Required work.
All entries that follow are to be written out verbatim.

Records shown.
┌──

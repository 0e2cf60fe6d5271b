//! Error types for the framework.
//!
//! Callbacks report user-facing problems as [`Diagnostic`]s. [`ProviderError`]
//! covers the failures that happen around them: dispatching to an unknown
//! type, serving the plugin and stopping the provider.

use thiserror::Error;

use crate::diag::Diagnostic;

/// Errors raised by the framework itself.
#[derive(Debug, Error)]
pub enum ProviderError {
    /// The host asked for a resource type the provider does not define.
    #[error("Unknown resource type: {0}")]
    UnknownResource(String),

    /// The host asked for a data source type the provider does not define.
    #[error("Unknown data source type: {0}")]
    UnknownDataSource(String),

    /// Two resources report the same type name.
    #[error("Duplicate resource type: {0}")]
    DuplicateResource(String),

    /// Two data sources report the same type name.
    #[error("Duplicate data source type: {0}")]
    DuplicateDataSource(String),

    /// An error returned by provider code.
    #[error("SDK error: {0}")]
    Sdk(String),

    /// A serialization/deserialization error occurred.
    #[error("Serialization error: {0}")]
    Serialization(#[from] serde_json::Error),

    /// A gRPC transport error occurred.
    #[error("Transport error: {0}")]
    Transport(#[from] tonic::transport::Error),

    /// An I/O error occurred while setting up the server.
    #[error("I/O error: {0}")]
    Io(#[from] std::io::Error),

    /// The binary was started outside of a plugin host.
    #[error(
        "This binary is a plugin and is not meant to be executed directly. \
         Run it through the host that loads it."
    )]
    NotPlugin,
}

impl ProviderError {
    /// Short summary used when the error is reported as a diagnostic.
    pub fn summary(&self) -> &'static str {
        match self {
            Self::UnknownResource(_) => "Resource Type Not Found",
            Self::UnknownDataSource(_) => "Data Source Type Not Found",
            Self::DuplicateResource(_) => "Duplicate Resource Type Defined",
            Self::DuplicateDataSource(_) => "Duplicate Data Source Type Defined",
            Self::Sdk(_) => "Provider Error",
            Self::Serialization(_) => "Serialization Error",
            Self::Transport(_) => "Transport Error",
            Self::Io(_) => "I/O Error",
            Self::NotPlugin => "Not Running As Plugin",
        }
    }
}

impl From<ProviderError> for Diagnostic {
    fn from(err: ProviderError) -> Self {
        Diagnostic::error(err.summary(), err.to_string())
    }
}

└──

Solved exercise.
repository 0e2cf60fe6d5271b
//! Error types for the framework.
//!
//! Callbacks report user-facing problems as [`Diagnostic`]s. [`ProviderError`]
//! covers the failures that happen around them: dispatching to an unknown
//! type, serving the plugin and stopping the provider.

use thiserror::Error;

use crate::diag::Diagnostic;

/// Errors raised by the framework itself.
#[derive(Debug, Error)]
pub enum ProviderError {
    /// The host asked for a resource type the provider does not define.
    #[error("Unknown resource type: {0}")]
    UnknownResource(String),

    /// The host asked for a data source type the provider does not define.
    #[error("Unknown data source type: {0}")]
    UnknownDataSource(String),

    /// Two resources report the same type name.
    #[error("Duplicate resource type: {0}")]
    DuplicateResource(String),

    /// Two data sources report the same type name.
    #[error("Duplicate data source type: {0}")]
    DuplicateDataSource(String),

    /// An error returned by provider code.
    #[error("SDK error: {0}")]
    Sdk(String),

    /// A serialization/deserialization error occurred.
    #[error("Serialization error: {0}")]
    Serialization(#[from] serde_json::Error),

    /// A gRPC transport error occurred.
    #[error("Transport error: {0}")]
    Transport(#[from] tonic::transport::Error),

    /// An I/O error occurred while setting up the server.
    #[error("I/O error: {0}")]
    Io(#[from] std::io::Error),

    /// The binary was started outside of a plugin host.
    #[error(
        "This binary is a plugin and is not meant to be executed directly. \
         Run it through the host that loads it."
    )]
    NotPlugin,
}

impl ProviderError {
    /// Short summary used when the error is reported as a diagnostic.
    pub fn summary(&self) -> &'static str {
        match self {
            Self::UnknownResource(_) => "Resource Type Not Found",
            Self::UnknownDataSource(_) => "Data Source Type Not Found",
            Self::DuplicateResource(_) => "Duplicate Resource Type Defined",
            Self::DuplicateDataSource(_) => "Duplicate Data Source Type Defined",
            Self::Sdk(_) => "Provider Error",
            Self::Serialization(_) => "Serialization Error",
            Self::Transport(_) => "Transport Error",
            Self::Io(_) => "I/O Error",
            Self::NotPlugin => "Not Running As Plugin",
        }
    }
}

impl From<ProviderError> for Diagnostic {
    fn from(err: ProviderError) -> Self {
        Diagnostic::error(err.summary(), err.to_string())
    }
}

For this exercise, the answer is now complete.